Records supplied section start

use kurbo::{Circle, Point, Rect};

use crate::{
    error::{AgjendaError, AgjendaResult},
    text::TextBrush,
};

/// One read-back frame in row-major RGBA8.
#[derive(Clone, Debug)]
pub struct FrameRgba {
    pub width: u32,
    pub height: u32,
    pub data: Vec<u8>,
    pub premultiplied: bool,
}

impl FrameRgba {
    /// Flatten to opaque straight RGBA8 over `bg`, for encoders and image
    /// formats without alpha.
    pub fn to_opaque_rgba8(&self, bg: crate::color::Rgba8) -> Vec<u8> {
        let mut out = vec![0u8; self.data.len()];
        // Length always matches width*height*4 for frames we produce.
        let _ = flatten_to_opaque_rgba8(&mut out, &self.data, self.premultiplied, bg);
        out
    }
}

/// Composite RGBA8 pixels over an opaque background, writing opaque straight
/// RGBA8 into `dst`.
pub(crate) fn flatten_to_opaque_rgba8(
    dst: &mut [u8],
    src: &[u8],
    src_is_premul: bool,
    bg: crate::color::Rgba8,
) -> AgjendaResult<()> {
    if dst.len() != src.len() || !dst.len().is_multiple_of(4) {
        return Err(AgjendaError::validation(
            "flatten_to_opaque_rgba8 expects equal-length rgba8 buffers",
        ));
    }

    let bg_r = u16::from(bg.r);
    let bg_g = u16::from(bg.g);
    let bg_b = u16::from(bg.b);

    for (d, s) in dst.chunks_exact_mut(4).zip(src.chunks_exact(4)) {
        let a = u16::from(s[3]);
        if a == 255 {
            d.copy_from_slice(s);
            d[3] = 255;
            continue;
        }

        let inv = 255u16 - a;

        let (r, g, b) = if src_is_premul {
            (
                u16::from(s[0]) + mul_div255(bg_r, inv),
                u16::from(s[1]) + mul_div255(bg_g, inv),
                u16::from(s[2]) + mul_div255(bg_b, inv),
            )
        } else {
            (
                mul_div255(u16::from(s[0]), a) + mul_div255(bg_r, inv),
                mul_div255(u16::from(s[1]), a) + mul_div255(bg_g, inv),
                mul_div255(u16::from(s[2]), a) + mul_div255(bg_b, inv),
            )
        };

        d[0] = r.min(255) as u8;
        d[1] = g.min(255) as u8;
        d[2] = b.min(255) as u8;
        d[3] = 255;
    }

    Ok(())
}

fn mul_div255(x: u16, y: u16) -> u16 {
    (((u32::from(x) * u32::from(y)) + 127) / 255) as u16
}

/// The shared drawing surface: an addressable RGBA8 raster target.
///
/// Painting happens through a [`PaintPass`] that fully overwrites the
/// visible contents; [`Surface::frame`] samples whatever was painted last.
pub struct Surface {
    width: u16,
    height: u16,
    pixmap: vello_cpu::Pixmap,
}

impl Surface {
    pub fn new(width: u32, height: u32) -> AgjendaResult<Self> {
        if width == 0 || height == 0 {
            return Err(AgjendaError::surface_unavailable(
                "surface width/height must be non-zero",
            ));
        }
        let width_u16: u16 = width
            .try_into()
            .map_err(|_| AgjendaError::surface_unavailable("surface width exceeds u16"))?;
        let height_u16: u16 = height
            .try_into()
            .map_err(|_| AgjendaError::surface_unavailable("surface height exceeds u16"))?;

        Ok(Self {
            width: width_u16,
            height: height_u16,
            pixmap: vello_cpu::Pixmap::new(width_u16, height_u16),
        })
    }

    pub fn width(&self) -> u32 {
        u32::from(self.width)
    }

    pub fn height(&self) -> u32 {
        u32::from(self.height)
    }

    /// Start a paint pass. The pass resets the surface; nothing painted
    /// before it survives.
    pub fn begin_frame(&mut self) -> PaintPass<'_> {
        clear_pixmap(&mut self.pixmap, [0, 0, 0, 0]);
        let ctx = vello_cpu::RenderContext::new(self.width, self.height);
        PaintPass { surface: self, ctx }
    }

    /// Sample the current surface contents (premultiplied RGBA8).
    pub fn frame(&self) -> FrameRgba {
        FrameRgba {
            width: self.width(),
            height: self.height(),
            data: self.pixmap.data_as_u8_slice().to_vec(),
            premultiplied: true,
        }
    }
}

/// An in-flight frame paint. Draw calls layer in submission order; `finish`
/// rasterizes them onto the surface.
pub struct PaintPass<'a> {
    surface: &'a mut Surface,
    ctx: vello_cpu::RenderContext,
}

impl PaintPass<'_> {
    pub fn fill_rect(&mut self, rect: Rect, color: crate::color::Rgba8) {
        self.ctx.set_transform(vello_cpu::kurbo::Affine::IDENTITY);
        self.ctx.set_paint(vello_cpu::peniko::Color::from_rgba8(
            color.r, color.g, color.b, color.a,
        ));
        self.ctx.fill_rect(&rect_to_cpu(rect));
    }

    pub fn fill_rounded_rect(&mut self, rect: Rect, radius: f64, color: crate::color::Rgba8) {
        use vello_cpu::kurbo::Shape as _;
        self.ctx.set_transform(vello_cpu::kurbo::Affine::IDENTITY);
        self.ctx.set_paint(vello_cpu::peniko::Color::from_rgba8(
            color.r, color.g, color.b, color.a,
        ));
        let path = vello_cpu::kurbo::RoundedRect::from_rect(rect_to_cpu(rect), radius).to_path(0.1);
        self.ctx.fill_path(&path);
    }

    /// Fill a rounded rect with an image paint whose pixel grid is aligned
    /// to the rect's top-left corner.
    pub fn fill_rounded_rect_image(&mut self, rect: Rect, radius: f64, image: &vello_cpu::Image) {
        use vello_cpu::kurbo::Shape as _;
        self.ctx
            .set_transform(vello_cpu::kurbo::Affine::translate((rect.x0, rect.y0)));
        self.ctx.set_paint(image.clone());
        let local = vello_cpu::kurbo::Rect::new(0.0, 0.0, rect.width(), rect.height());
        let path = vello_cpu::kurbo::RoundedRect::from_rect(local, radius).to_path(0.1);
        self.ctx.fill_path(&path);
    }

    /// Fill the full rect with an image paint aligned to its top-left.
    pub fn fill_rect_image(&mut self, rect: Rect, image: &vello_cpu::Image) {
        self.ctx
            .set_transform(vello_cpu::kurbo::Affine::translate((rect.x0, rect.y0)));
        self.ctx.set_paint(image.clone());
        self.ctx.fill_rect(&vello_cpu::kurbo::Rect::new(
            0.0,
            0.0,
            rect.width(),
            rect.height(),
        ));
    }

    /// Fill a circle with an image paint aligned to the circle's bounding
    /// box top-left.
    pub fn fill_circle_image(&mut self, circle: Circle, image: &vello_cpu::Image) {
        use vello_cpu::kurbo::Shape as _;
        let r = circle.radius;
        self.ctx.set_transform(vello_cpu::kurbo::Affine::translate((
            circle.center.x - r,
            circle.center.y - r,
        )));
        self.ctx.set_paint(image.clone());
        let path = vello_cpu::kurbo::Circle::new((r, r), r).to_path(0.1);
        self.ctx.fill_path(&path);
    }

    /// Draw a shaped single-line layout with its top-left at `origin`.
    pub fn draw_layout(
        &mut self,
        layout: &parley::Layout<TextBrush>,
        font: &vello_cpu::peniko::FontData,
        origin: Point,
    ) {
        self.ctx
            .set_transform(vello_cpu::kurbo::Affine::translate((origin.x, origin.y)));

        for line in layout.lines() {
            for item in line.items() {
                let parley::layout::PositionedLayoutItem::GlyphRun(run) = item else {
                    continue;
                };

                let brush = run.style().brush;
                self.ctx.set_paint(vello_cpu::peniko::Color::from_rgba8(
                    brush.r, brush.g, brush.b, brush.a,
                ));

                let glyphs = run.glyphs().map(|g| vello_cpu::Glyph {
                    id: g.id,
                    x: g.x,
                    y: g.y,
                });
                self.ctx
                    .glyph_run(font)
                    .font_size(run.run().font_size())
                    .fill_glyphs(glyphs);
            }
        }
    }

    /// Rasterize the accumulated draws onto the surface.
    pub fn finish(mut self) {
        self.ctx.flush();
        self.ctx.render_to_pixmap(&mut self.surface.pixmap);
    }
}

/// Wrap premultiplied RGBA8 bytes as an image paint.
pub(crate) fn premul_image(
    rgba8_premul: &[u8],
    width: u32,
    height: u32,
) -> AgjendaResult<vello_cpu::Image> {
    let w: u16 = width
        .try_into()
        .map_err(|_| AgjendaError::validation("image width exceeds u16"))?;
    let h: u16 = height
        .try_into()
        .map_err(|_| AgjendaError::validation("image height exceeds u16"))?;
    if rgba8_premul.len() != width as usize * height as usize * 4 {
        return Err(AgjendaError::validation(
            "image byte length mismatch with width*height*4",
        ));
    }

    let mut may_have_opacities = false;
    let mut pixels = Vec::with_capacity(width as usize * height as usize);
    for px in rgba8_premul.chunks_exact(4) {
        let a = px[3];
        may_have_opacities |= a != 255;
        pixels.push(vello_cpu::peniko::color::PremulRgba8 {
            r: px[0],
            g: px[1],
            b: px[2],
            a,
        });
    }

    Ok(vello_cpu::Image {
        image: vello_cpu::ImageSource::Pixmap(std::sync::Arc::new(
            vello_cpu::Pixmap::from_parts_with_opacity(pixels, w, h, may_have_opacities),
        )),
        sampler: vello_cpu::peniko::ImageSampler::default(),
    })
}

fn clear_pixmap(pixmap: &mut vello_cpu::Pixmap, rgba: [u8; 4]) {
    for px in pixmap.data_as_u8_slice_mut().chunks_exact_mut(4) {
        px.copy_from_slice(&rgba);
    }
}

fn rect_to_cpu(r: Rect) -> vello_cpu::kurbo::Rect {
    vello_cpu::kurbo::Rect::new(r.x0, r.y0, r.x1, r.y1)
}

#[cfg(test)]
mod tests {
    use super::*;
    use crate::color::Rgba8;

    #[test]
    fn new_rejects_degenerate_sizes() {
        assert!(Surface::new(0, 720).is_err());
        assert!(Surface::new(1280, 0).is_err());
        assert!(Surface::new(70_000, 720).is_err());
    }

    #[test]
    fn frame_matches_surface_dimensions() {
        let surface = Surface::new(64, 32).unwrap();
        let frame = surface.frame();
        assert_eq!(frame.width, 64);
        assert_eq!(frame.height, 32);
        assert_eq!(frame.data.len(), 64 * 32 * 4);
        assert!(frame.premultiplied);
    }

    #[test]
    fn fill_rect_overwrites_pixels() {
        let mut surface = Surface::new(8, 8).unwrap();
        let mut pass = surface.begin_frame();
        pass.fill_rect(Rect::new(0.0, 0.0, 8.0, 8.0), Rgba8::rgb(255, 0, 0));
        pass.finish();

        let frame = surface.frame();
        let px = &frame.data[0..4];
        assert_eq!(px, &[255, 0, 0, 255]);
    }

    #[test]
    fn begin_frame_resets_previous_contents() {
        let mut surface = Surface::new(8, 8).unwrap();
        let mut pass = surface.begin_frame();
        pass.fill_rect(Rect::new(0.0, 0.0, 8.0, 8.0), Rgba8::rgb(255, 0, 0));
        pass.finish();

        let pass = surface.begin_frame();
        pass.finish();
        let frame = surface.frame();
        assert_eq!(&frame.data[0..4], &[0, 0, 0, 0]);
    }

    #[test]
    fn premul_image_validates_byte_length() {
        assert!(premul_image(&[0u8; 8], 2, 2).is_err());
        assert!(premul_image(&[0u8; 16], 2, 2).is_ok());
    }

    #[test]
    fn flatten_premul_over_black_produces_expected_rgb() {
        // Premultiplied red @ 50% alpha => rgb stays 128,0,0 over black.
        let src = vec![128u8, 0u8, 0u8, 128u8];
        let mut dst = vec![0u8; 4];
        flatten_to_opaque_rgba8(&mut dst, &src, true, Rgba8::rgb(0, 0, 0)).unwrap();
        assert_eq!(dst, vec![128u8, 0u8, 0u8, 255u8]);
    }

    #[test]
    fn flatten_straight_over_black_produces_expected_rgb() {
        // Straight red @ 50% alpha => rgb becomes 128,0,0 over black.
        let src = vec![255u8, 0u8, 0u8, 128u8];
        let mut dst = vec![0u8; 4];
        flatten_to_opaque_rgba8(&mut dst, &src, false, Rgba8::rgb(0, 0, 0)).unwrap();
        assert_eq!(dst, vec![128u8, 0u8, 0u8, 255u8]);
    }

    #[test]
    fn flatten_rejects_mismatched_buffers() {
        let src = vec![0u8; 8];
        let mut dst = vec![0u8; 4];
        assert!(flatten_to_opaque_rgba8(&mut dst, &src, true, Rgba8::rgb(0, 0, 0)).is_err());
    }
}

Records supplied section end
Records supplied section start

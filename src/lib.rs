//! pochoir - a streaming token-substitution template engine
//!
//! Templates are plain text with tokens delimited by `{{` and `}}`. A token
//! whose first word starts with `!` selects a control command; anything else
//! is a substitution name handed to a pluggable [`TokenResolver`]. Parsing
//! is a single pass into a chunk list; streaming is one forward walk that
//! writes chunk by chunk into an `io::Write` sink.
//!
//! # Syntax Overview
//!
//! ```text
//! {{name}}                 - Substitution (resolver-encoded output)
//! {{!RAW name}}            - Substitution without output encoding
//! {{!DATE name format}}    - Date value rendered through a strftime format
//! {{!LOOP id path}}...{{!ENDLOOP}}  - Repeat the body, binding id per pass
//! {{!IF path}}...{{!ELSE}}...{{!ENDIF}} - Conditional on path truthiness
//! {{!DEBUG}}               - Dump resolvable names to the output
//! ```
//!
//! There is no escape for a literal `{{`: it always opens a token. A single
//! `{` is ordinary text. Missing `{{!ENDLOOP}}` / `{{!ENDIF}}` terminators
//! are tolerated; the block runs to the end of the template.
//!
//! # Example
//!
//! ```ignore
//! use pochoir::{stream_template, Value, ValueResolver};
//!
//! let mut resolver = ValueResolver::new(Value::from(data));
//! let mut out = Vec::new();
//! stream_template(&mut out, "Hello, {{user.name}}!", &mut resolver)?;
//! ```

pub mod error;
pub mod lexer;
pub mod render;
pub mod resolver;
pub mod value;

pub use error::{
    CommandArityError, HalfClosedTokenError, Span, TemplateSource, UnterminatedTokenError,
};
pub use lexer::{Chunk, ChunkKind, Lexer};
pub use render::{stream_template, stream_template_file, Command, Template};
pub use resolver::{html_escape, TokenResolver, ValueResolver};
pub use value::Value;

Records supplied section end
Records supplied section start

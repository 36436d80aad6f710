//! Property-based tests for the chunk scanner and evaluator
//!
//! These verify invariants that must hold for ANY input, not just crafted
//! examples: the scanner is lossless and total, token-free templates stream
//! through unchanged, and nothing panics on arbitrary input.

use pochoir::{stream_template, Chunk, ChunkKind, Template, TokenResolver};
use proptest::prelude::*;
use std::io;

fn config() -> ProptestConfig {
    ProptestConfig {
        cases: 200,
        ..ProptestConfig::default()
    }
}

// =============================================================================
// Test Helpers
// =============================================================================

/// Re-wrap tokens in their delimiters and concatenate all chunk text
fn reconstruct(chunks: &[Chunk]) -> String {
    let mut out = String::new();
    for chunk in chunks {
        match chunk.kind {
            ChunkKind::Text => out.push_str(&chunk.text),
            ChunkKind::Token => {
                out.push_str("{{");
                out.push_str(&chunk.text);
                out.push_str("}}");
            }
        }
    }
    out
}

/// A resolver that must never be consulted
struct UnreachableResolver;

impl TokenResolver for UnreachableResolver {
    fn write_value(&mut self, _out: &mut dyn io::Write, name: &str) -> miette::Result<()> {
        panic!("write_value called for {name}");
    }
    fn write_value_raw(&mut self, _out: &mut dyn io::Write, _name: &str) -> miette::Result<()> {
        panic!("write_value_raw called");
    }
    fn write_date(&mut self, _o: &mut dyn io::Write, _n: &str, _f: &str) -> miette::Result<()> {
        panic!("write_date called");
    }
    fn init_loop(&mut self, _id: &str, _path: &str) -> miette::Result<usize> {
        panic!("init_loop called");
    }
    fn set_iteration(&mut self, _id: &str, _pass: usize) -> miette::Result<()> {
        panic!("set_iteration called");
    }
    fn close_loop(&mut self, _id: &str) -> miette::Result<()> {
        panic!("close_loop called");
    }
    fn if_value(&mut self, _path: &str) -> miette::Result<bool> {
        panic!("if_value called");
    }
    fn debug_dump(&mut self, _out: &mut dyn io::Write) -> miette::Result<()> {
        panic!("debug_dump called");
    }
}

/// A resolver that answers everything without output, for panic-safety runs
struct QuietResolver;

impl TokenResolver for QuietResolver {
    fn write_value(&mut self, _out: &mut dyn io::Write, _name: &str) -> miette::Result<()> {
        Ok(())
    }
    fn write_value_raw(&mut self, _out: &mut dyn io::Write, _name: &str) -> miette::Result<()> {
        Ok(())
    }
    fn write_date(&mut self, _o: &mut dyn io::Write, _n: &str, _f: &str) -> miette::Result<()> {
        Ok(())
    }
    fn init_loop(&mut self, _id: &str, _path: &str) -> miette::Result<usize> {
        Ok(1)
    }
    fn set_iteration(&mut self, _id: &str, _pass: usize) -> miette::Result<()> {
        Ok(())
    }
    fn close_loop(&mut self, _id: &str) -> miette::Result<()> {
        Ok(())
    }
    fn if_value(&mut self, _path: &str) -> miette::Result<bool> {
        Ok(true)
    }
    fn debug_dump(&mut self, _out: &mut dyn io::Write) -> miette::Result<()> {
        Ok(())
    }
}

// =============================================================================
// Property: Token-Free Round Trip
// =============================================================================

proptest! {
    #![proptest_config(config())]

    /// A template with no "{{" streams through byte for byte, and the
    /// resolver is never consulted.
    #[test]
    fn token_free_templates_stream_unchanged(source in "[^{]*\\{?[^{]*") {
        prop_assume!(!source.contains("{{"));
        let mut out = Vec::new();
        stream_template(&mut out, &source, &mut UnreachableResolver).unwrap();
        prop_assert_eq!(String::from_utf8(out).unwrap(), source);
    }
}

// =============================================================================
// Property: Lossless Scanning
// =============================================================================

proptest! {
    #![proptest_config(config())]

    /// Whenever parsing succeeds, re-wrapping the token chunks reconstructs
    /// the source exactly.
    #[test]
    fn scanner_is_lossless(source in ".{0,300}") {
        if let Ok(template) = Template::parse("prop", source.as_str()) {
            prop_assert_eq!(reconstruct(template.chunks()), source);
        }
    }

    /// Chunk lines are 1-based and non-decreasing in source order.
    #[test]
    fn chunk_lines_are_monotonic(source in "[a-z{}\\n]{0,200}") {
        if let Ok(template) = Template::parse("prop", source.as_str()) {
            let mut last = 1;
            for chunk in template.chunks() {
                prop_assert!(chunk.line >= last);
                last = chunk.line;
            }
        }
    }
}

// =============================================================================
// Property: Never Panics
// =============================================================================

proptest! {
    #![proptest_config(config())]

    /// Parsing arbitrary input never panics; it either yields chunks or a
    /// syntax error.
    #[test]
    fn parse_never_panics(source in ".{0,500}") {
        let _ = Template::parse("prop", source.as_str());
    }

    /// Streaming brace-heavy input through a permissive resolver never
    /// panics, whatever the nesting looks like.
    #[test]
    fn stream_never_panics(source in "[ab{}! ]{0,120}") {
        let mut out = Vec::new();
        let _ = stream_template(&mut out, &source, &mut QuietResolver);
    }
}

Records supplied section end

--- Your objective ---
Every line of the data that holds "item" should be counted, and only the total given.

--- Solution for this problem ---
2